Title page to the 1598 edition of Palladis Tamia by Francis Meres, which
contains one of the earliest descriptions of Marlowe's death
Various accounts of Marlowe's death were current over the next few years. In
his Palladis Tamia, published in 1598, Francis Meres says Marlowe was "stabbed
to death by a bawdy serving-man, a rival of his in his lewd love" as punishment for
his "epicurism and atheism". In 1917, in the Dictionary of National Biography,
Sir Sidney Lee wrote that Marlowe was killed in a drunken fight and this is still
often stated as fact today. The official account came to light only in 1925, when the
scholar Leslie Hotson discovered the coroner's report of the inquest on Marlowe's
death, held two days later on Friday 1 June 1593, by the Coroner of the Queen's
Household, William Danby. Marlowe had spent all day in a house in Deptford,
owned by the widow Eleanor Bull and together with three men: Ingram
Frizer, Nicholas Skeres and Robert Poley.
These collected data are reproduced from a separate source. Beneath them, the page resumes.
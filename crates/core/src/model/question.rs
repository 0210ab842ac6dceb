use serde::{Deserialize, Serialize};
use thiserror::Error;

use crate::model::ids::QuestionId;

//
// ─── ERRORS ────────────────────────────────────────────────────────────────────
//

#[derive(Debug, Error, Clone, PartialEq, Eq)]
#[non_exhaustive]
pub enum QuestionError {
    #[error("question description cannot be empty")]
    EmptyDescription,

    #[error("a question needs at least two choices, got {len}")]
    NotEnoughChoices { len: usize },

    #[error("question has an empty choice at position {index}")]
    EmptyChoice { index: usize },

    #[error("answer key {correct} is outside 1..={choices}")]
    AnswerKeyOutOfRange { correct: usize, choices: usize },
}

//
// ─── QUESTION ──────────────────────────────────────────────────────────────────
//

/// Kind of question, with the wire tags the persisted question list uses.
#[derive(Debug, Clone, Copy, PartialEq, Eq, Serialize, Deserialize)]
pub enum QuestionKind {
    #[serde(rename = "mcq")]
    MultipleChoice,
    #[serde(rename = "tf")]
    TrueFalse,
}

/// One immutable exam question.
///
/// Constructed once at session start and never mutated afterwards. `correct`
/// is a **1-based** index into `choices`; `None` means the question carries no
/// answer key and can never be scored as correct.
///
/// The serialized shape matches the stored question list:
/// `{"id":1,"desc":"…","type":"mcq","choices":["…"],"correct":3}`.
#[derive(Debug, Clone, PartialEq, Eq, Serialize, Deserialize)]
pub struct Question {
    id: QuestionId,
    desc: String,
    #[serde(rename = "type")]
    kind: QuestionKind,
    choices: Vec<String>,
    #[serde(default, skip_serializing_if = "Option::is_none")]
    correct: Option<usize>,
}

impl Question {
    /// Build a validated question.
    ///
    /// # Errors
    ///
    /// Returns `QuestionError` when the description is blank, fewer than two
    /// choices are given, a choice is blank, or the answer key falls outside
    /// the choice list.
    pub fn new(
        id: QuestionId,
        desc: impl Into<String>,
        kind: QuestionKind,
        choices: Vec<String>,
        correct: Option<usize>,
    ) -> Result<Self, QuestionError> {
        let question = Self {
            id,
            desc: desc.into(),
            kind,
            choices,
            correct,
        };
        question.validate()?;
        Ok(question)
    }

    /// Re-check the construction invariants.
    ///
    /// Deserialization bypasses `new`, so callers loading questions from the
    /// store run this before trusting the record.
    ///
    /// # Errors
    ///
    /// Returns the same `QuestionError` values as [`Question::new`].
    pub fn validate(&self) -> Result<(), QuestionError> {
        if self.desc.trim().is_empty() {
            return Err(QuestionError::EmptyDescription);
        }
        if self.choices.len() < 2 {
            return Err(QuestionError::NotEnoughChoices {
                len: self.choices.len(),
            });
        }
        if let Some(index) = self.choices.iter().position(|c| c.trim().is_empty()) {
            return Err(QuestionError::EmptyChoice { index });
        }
        if let Some(correct) = self.correct {
            if correct == 0 || correct > self.choices.len() {
                return Err(QuestionError::AnswerKeyOutOfRange {
                    correct,
                    choices: self.choices.len(),
                });
            }
        }
        Ok(())
    }

    #[must_use]
    pub fn id(&self) -> QuestionId {
        self.id
    }

    #[must_use]
    pub fn desc(&self) -> &str {
        &self.desc
    }

    #[must_use]
    pub fn kind(&self) -> QuestionKind {
        self.kind
    }

    #[must_use]
    pub fn choices(&self) -> &[String] {
        &self.choices
    }

    /// 1-based answer key, if the question is graded.
    #[must_use]
    pub fn correct(&self) -> Option<usize> {
        self.correct
    }

    /// 0-based answer key, if the question is graded.
    #[must_use]
    pub fn correct_index(&self) -> Option<usize> {
        self.correct.map(|c| c - 1)
    }

    /// True when `choice` is a valid 0-based index into this question.
    #[must_use]
    pub fn is_valid_choice(&self, choice: usize) -> bool {
        choice < self.choices.len()
    }

    /// Letter label for a choice: `A`/`B`/`C`… for multiple choice, `T`/`F`
    /// for a two-choice true/false question.
    #[must_use]
    pub fn choice_label(&self, choice: usize) -> char {
        if self.kind == QuestionKind::TrueFalse && self.choices.len() == 2 {
            if choice == 0 { 'T' } else { 'F' }
        } else {
            char::from(b'A' + u8::try_from(choice % 26).unwrap_or(0))
        }
    }
}

//
// ─── BUILT-IN FALLBACK SET ─────────────────────────────────────────────────────
//

/// The built-in 15-question exam (10 multiple choice, 5 true/false) used
/// whenever no externally supplied question list is available.
#[must_use]
#[allow(clippy::too_many_lines)]
pub fn default_question_set() -> Vec<Question> {
    fn mcq(id: u64, desc: &str, choices: &[&str], correct: usize) -> Question {
        Question::new(
            QuestionId::new(id),
            desc,
            QuestionKind::MultipleChoice,
            choices.iter().map(ToString::to_string).collect(),
            Some(correct),
        )
        .expect("built-in question should be valid")
    }

    fn tf(id: u64, desc: &str, correct: usize) -> Question {
        Question::new(
            QuestionId::new(id),
            desc,
            QuestionKind::TrueFalse,
            vec!["True".to_string(), "False".to_string()],
            Some(correct),
        )
        .expect("built-in question should be valid")
    }

    vec![
        mcq(1, "What is 2 + 2?", &["1", "2", "4", "22"], 3),
        mcq(2, "Which is a prime number?", &["4", "6", "7", "9"], 3),
        mcq(
            3,
            "HTML stands for?",
            &[
                "Hyper Text",
                "Hyperlink Text",
                "Home Tool",
                "Hyper Text Markup Language",
            ],
            4,
        ),
        mcq(
            4,
            "What does CSS do?",
            &["Structure", "Styling", "Database", "Logic"],
            2,
        ),
        mcq(
            5,
            "Which language is used for backend often?",
            &["Python", "CSS", "HTML", "SVG"],
            1,
        ),
        mcq(
            6,
            "Which is NOT a JS framework?",
            &["React", "Angular", "Laravel", "Vue"],
            3,
        ),
        mcq(
            7,
            "Unit for angles?",
            &["meters", "hours", "radians", "kelvin"],
            3,
        ),
        mcq(
            8,
            "Binary of decimal 5?",
            &["0101", "1010", "111", "1000"],
            1,
        ),
        mcq(
            9,
            "HTTP status 404 means?",
            &["OK", "Unauthorized", "Not Found", "Server Error"],
            3,
        ),
        mcq(
            10,
            "Which is a loop in JS?",
            &["for", "select", "case", "pair"],
            1,
        ),
        tf(11, "The Earth orbits the Sun.", 1),
        tf(12, "JavaScript is the same as Java.", 2),
        tf(13, "CSS can animate elements.", 1),
        tf(14, "HTTP is a protocol.", 1),
        tf(15, "SQL is used for styling websites.", 2),
    ]
}

//
// ─── TESTS ─────────────────────────────────────────────────────────────────────
//

#[cfg(test)]
mod tests {
    use super::*;

    #[test]
    fn rejects_blank_description() {
        let err = Question::new(
            QuestionId::new(1),
            "   ",
            QuestionKind::MultipleChoice,
            vec!["a".into(), "b".into()],
            None,
        )
        .unwrap_err();
        assert_eq!(err, QuestionError::EmptyDescription);
    }

    #[test]
    fn rejects_single_choice() {
        let err = Question::new(
            QuestionId::new(1),
            "Pick one",
            QuestionKind::MultipleChoice,
            vec!["only".into()],
            None,
        )
        .unwrap_err();
        assert!(matches!(err, QuestionError::NotEnoughChoices { len: 1 }));
    }

    #[test]
    fn rejects_answer_key_outside_choices() {
        let err = Question::new(
            QuestionId::new(1),
            "Pick one",
            QuestionKind::MultipleChoice,
            vec!["a".into(), "b".into()],
            Some(3),
        )
        .unwrap_err();
        assert!(matches!(
            err,
            QuestionError::AnswerKeyOutOfRange {
                correct: 3,
                choices: 2
            }
        ));

        let zero = Question::new(
            QuestionId::new(1),
            "Pick one",
            QuestionKind::MultipleChoice,
            vec!["a".into(), "b".into()],
            Some(0),
        );
        assert!(zero.is_err());
    }

    #[test]
    fn answer_key_converts_to_zero_based() {
        let q = Question::new(
            QuestionId::new(1),
            "Pick one",
            QuestionKind::MultipleChoice,
            vec!["a".into(), "b".into(), "c".into(), "d".into()],
            Some(3),
        )
        .unwrap();
        assert_eq!(q.correct(), Some(3));
        assert_eq!(q.correct_index(), Some(2));
    }

    #[test]
    fn serde_shape_matches_stored_list() {
        let q = Question::new(
            QuestionId::new(1),
            "What is 2 + 2?",
            QuestionKind::MultipleChoice,
            vec!["1".into(), "2".into(), "4".into(), "22".into()],
            Some(3),
        )
        .unwrap();
        let json = serde_json::to_value(&q).unwrap();
        assert_eq!(json["type"], "mcq");
        assert_eq!(json["correct"], 3);
        assert_eq!(json["desc"], "What is 2 + 2?");

        let parsed: Question = serde_json::from_value(json).unwrap();
        assert_eq!(parsed, q);
    }

    #[test]
    fn ungraded_question_omits_correct_field() {
        let q = Question::new(
            QuestionId::new(9),
            "Opinion question",
            QuestionKind::TrueFalse,
            vec!["True".into(), "False".into()],
            None,
        )
        .unwrap();
        let json = serde_json::to_value(&q).unwrap();
        assert!(json.get("correct").is_none());
    }

    #[test]
    fn default_set_has_fifteen_valid_questions() {
        let set = default_question_set();
        assert_eq!(set.len(), 15);
        let mcq = set
            .iter()
            .filter(|q| q.kind() == QuestionKind::MultipleChoice)
            .count();
        assert_eq!(mcq, 10);
        for q in &set {
            q.validate().unwrap();
            assert!(q.correct().is_some());
        }
    }

    #[test]
    fn choice_labels_for_tf_and_mcq() {
        let set = default_question_set();
        let mcq = &set[0];
        assert_eq!(mcq.choice_label(0), 'A');
        assert_eq!(mcq.choice_label(2), 'C');
        let tf = &set[10];
        assert_eq!(tf.choice_label(0), 'T');
        assert_eq!(tf.choice_label(1), 'F');
    }
}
All three had been employed by one or
other of the Walsinghams. Skeres and Poley had helped snare the conspirators in
the Babington plot and Frizer would later describe Thomas Walsingham as his
"master" at that time, although his role was probably more that of a financial or
business agent, as he was for Walsingham's wife Audrey a few years later.  These
witnesses testified that Frizer and Marlowe had argued over payment of the bill
(now famously known as the 'Reckoning') exchanging "divers malicious words"
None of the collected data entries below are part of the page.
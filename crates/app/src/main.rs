use std::fmt;
use std::time::Duration;

use tokio::io::{AsyncBufReadExt, BufReader};

use exam_core::model::{ExamSession, SessionCommand, TimeBand};
use services::sessions::band_label;
use services::{AppServices, Clock, ExamConfig, ExamFlowError, ResultView};

#[derive(Debug)]
enum ArgsError {
    MissingValue { flag: &'static str },
    UnknownArg(String),
    InvalidDbUrl { raw: String },
    InvalidDuration { raw: String },
    InvalidAutosave { raw: String },
}

impl fmt::Display for ArgsError {
    fn fmt(&self, f: &mut fmt::Formatter<'_>) -> fmt::Result {
        match self {
            ArgsError::MissingValue { flag } => write!(f, "{flag} requires a value"),
            ArgsError::UnknownArg(arg) => write!(f, "unknown argument: {arg}"),
            ArgsError::InvalidDbUrl { raw } => write!(f, "invalid --db value: {raw}"),
            ArgsError::InvalidDuration { raw } => {
                write!(f, "invalid --duration-minutes value: {raw}")
            }
            ArgsError::InvalidAutosave { raw } => {
                write!(f, "invalid --autosave-secs value: {raw}")
            }
        }
    }
}

impl std::error::Error for ArgsError {}

fn require_value(
    args: &mut impl Iterator<Item = String>,
    flag: &'static str,
) -> Result<String, ArgsError> {
    args.next().ok_or(ArgsError::MissingValue { flag })
}

#[derive(Debug, Clone, Copy, PartialEq, Eq)]
enum Command {
    Exam,
    Result,
    Reset,
}

impl Command {
    fn from_arg(arg: &str) -> Option<Self> {
        match arg {
            "exam" => Some(Self::Exam),
            "result" => Some(Self::Result),
            "reset" => Some(Self::Reset),
            _ => None,
        }
    }
}

struct Args {
    db_url: Option<String>,
    config: ExamConfig,
}

impl Args {
    fn parse(args: &mut impl Iterator<Item = String>) -> Result<Self, ArgsError> {
        let mut db_url = std::env::var("EXAM_DB_URL")
            .ok()
            .map(normalize_sqlite_url);
        let mut duration_minutes = std::env::var("EXAM_DURATION_MINUTES")
            .ok()
            .and_then(|value| value.parse::<u32>().ok())
            .unwrap_or(ExamConfig::DEFAULT_DURATION_MINUTES);
        let mut autosave_secs = ExamConfig::DEFAULT_AUTOSAVE_SECS;

        while let Some(arg) = args.next() {
            match arg.as_str() {
                "--db" => {
                    let value = require_value(args, "--db")?;
                    if value.trim().is_empty() {
                        return Err(ArgsError::InvalidDbUrl { raw: value });
                    }
                    db_url = Some(normalize_sqlite_url(value));
                }
                "--duration-minutes" => {
                    let value = require_value(args, "--duration-minutes")?;
                    duration_minutes = value
                        .parse()
                        .ok()
                        .filter(|minutes| *minutes > 0)
                        .ok_or(ArgsError::InvalidDuration { raw: value })?;
                }
                "--autosave-secs" => {
                    let value = require_value(args, "--autosave-secs")?;
                    autosave_secs = value
                        .parse()
                        .ok()
                        .filter(|secs| *secs > 0)
                        .ok_or(ArgsError::InvalidAutosave { raw: value })?;
                }
                "--help" | "-h" => {
                    print_usage();
                    std::process::exit(0);
                }
                _ => return Err(ArgsError::UnknownArg(arg)),
            }
        }

        let config = ExamConfig::new(duration_minutes, autosave_secs).map_err(|_| {
            ArgsError::InvalidDuration {
                raw: duration_minutes.to_string(),
            }
        })?;
        Ok(Self { db_url, config })
    }
}

fn print_usage() {
    eprintln!("Usage:");
    eprintln!("  cargo run -p app -- exam   [--db <sqlite_url>] [--duration-minutes <m>] [--autosave-secs <s>]");
    eprintln!("  cargo run -p app -- result [--db <sqlite_url>]");
    eprintln!("  cargo run -p app -- reset  [--db <sqlite_url>]");
    eprintln!();
    eprintln!("Defaults:");
    eprintln!("  in-memory storage unless --db is given");
    eprintln!("  --duration-minutes {}", ExamConfig::DEFAULT_DURATION_MINUTES);
    eprintln!("  --autosave-secs {}", ExamConfig::DEFAULT_AUTOSAVE_SECS);
    eprintln!();
    eprintln!("Environment:");
    eprintln!("  EXAM_DB_URL, EXAM_DURATION_MINUTES");
}

fn normalize_sqlite_url(raw: String) -> String {
    if raw == "sqlite::memory:" || raw.starts_with("sqlite://") {
        return raw;
    }

    let trimmed = raw.trim().to_string();
    let path_str = trimmed
        .strip_prefix("sqlite:")
        .unwrap_or(trimmed.as_str())
        .to_string();
    let path = std::path::Path::new(&path_str);
    let absolute = if path.is_absolute() {
        path.to_path_buf()
    } else {
        std::env::current_dir()
            .unwrap_or_else(|_| std::path::PathBuf::from("."))
            .join(path)
    };
    format!("sqlite://{}", absolute.display())
}

fn prepare_sqlite_file(db_url: &str) -> Result<(), Box<dyn std::error::Error>> {
    if db_url == "sqlite::memory:" {
        return Ok(());
    }

    let path = db_url
        .strip_prefix("sqlite://")
        .ok_or_else(|| ArgsError::InvalidDbUrl {
            raw: db_url.to_string(),
        })?;
    let path = path.split('?').next().unwrap_or(path);
    if path.is_empty() {
        return Err(ArgsError::InvalidDbUrl {
            raw: db_url.to_string(),
        }
        .into());
    }

    let path = std::path::Path::new(path);
    if let Some(parent) = path.parent() {
        std::fs::create_dir_all(parent)?;
    }

    if !path.exists() {
        std::fs::OpenOptions::new()
            .create(true)
            .write(true)
            .truncate(false)
            .open(path)?;
    }

    Ok(())
}

async fn run() -> Result<(), Box<dyn std::error::Error>> {
    let mut argv: Vec<String> = std::env::args().skip(1).collect();

    // Default behavior: sit the exam when no subcommand is provided.
    let cmd = match argv.first().map(String::as_str) {
        None => Command::Exam,
        Some("--help" | "-h") => {
            print_usage();
            return Ok(());
        }
        Some(first) if first.starts_with("--") => Command::Exam,
        Some(first) => Command::from_arg(first).ok_or_else(|| {
            eprintln!("unknown subcommand: {first}");
            print_usage();
            std::io::Error::new(std::io::ErrorKind::InvalidInput, "unknown subcommand")
        })?,
    };

    if !argv.is_empty() && !argv[0].starts_with("--") {
        argv.remove(0);
    }

    let mut iter = argv.into_iter();
    let parsed = Args::parse(&mut iter).map_err(|e| {
        eprintln!("{e}");
        print_usage();
        e
    })?;

    // Open + migrate SQLite at startup, keeping this in the binary glue so
    // core/services stay backend-agnostic.
    let services = match parsed.db_url.as_deref() {
        Some(db_url) => {
            prepare_sqlite_file(db_url)?;
            AppServices::new_sqlite(db_url, Clock::default_clock(), parsed.config).await?
        }
        None => AppServices::new_in_memory(Clock::default_clock(), parsed.config),
    };

    match cmd {
        Command::Exam => run_exam(&services).await,
        Command::Result => show_result(&services).await,
        Command::Reset => {
            services.exam_flow().reset().await?;
            println!("session cleared; the next `exam` run starts fresh");
            Ok(())
        }
    }
}

enum LineOutcome {
    Redraw,
    Submit,
    Quit,
    Noop,
}

fn print_commands() {
    println!("Commands: answer <1-based choice> | mark | next | prev | goto <n> | status | submit | quit");
}

fn render_question(session: &ExamSession) {
    let question = session.current_question();
    let state = session.current_state();
    let marked = if state.marked { "  [marked]" } else { "" };
    println!();
    println!(
        "Question {}/{}{marked}",
        session.current_index() + 1,
        session.total()
    );
    println!("{}", question.desc());
    for (i, choice) in question.choices().iter().enumerate() {
        let selected = if state.answer == Some(i) { "*" } else { " " };
        println!("  {selected} {}) {choice}", question.choice_label(i));
    }
    println!("{} unanswered", session.unanswered_count());
}

fn handle_line(session: &mut ExamSession, line: &str) -> LineOutcome {
    let mut parts = line.split_whitespace();
    let Some(word) = parts.next() else {
        return LineOutcome::Noop;
    };

    let command = match word {
        "answer" | "a" => match parts.next().and_then(|v| v.parse::<usize>().ok()) {
            // answers are typed 1-based, matching the printed labels
            Some(n) if n > 0 => SessionCommand::SelectChoice(n - 1),
            _ => {
                eprintln!("usage: answer <1-based choice>");
                return LineOutcome::Noop;
            }
        },
        "mark" | "m" => SessionCommand::ToggleMark,
        "next" | "n" => SessionCommand::Next,
        "prev" | "p" => SessionCommand::Previous,
        "goto" | "g" => match parts.next().and_then(|v| v.parse::<usize>().ok()) {
            Some(n) if n > 0 => SessionCommand::JumpTo(n - 1),
            _ => {
                eprintln!("usage: goto <1-based question number>");
                return LineOutcome::Noop;
            }
        },
        "status" | "s" => return LineOutcome::Redraw,
        "submit" => return LineOutcome::Submit,
        "quit" | "q" => return LineOutcome::Quit,
        "help" | "h" | "?" => {
            print_commands();
            return LineOutcome::Noop;
        }
        other => {
            eprintln!("unknown command: {other} (try `help`)");
            return LineOutcome::Noop;
        }
    };

    if let Err(err) = session.apply(command) {
        eprintln!("{err}");
        return LineOutcome::Noop;
    }
    LineOutcome::Redraw
}

async fn run_exam(services: &AppServices) -> Result<(), Box<dyn std::error::Error>> {
    let flow = services.exam_flow();
    let clock_service = services.clock_service();

    let mut attempt = match flow.start_or_resume().await {
        Ok(attempt) => attempt,
        Err(ExamFlowError::AlreadySubmitted) => {
            eprintln!("this exam was already submitted; showing the result");
            return show_result(services).await;
        }
        Err(err) => return Err(err.into()),
    };

    if let Some(name) = flow.store().user_name().await? {
        println!("Good luck, {name}!");
    }
    let first_tick = clock_service.tick(&attempt.clock);
    println!("Time remaining: {}", first_tick.display);
    print_commands();
    render_question(&attempt.session);

    let mut ticker = tokio::time::interval(Duration::from_secs(1));
    let mut autosave =
        tokio::time::interval(Duration::from_secs(flow.config().autosave_secs()));
    let mut lines = BufReader::new(tokio::io::stdin()).lines();
    let mut last_band = first_tick.band;

    let submitted = loop {
        tokio::select! {
            _ = ticker.tick() => {
                let tick = clock_service.tick(&attempt.clock);
                if tick.expired {
                    println!();
                    println!("Time is up.");
                    break true;
                }
                // announce the countdown only when urgency changes
                if tick.band != last_band {
                    last_band = tick.band;
                    if tick.band != TimeBand::Nominal {
                        println!("Time remaining: {} ({})", tick.display, band_label(tick.band));
                    }
                }
            }
            _ = autosave.tick() => {
                flow.autosave(&attempt.session).await?;
            }
            line = lines.next_line() => {
                let Some(line) = line? else {
                    // stdin closed: park the attempt, the deadline keeps running
                    flow.autosave(&attempt.session).await?;
                    break false;
                };
                match handle_line(&mut attempt.session, line.trim()) {
                    LineOutcome::Redraw => {
                        let tick = clock_service.tick(&attempt.clock);
                        println!("Time remaining: {}", tick.display);
                        render_question(&attempt.session);
                    }
                    LineOutcome::Submit => break true,
                    LineOutcome::Quit => {
                        flow.autosave(&attempt.session).await?;
                        break false;
                    }
                    LineOutcome::Noop => {}
                }
            }
        }
    };

    if submitted {
        let report = flow.finalize(&mut attempt).await?;
        render_report(&ResultView::from_report(&report));
    } else {
        println!("progress saved; run `exam` again to resume");
    }
    Ok(())
}

async fn show_result(services: &AppServices) -> Result<(), Box<dyn std::error::Error>> {
    let Some(report) = services.exam_flow().report().await? else {
        println!("no result yet; run `exam` first");
        return Ok(());
    };
    render_report(&ResultView::from_report(&report));
    Ok(())
}

fn render_report(view: &ResultView) {
    println!();
    match &view.student_name {
        Some(name) => println!("Result for {name}"),
        None => println!("Result"),
    }
    println!(
        "  {} / {} correct ({}%), {}",
        view.correct, view.total, view.percent, view.label
    );
    println!("  time taken: {}", view.time_taken);
    println!();
    for (i, detail) in view.details.iter().enumerate() {
        let verdict = if detail.is_correct { "ok" } else { "x " };
        let yours = detail
            .user_answer
            .map_or_else(|| "-".to_string(), |a| a.to_string());
        let key = detail
            .correct_answer
            .map_or_else(|| "-".to_string(), |a| a.to_string());
        println!("  {verdict} Q{:>2}: yours {yours}, key {key}", i + 1);
    }
}

#[tokio::main]
async fn main() {
    if let Err(err) = run().await {
        // At this layer (binary glue), printing once is fine.
        eprintln!("{err}");
        std::process::exit(2);
    }
}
while Frizer was sitting at a table between the other two and Marlowe was lying
behind him on a couch. Marlowe snatched Frizer's dagger and wounded him on the
head. In the ensuing struggle, according to the coroner's report, Marlowe was
stabbed above the right eye, killing him instantly. The jury concluded that Frizer
acted in self-defence and within a month he was pardoned. Marlowe was buried in
an unmarked grave in the churchyard of St. Nicholas, Deptford immediately after
the inquest, on 1 June 1593.
The complete text of the inquest report was published by Leslie Hotson in
his book, The Death of Christopher Marlowe, in the introduction to which
Prof. George Kittredge said "The mystery of Marlowe's death, heretofore involved
in a cloud of contradictory gossip and irresponsible guess-work, is now cleared up
for good and all on the authority of public records of complete authenticity and
gratifying fullness" but this confidence proved fairly short-lived. Hotson had
considered the possibility that the witnesses had "concocted a lying account of
Marlowe's behaviour, to which they swore at the inquest, and with which they
deceived the jury" but came down against that scenario. Others began to suspect
that this was indeed the case. Writing to the TLS shortly after the book's
publication, Eugénie de Kalb disputed that the struggle and outcome as described
were even possible and Samuel A. Tannenbaum insisted the following year that
such a wound could not have possibly resulted in instant death, as had been
claimed.[104][105] Even Marlowe's biographer John Bakeless acknowledged that
"some scholars have been inclined to question the truthfulness of the coroner's
report. There is something queer about the whole episode" and said that Hotson's
discovery "raises almost as many questions as it answers".  It has also been
discovered more recently that the apparent absence of a local county coroner to
accompany the Coroner of the Queen's Household would, if noticed, have made
the inquest null and void.
One of the main reasons for doubting the truth of the inquest concerns the
reliability of Marlowe's companions as witnesses. As an agent provocateur for the
late Sir Francis Walsingham, Robert Poley was a consummate liar, the "very
genius of the Elizabethan underworld" and is on record as saying "I will swear and
forswear myself, rather than I will accuse myself to do me any harm". The other
witness, Nicholas Skeres, had for many years acted as a confidence trickster,
drawing young men into the clutches of people in the money-lending racket,
including Marlowe's apparent killer, Ingram Frizer, with whom he was engaged in
such a swindle. Despite their being referred to as "generosi" (gentlemen) in the
inquest report, the witnesses were professional liars. Some biographers, such as
Kuriyama and Downie, take the inquest to be a true account of what occurred but
in trying to explain what really happened if the account was not true, others have
come up with a variety of murder theories.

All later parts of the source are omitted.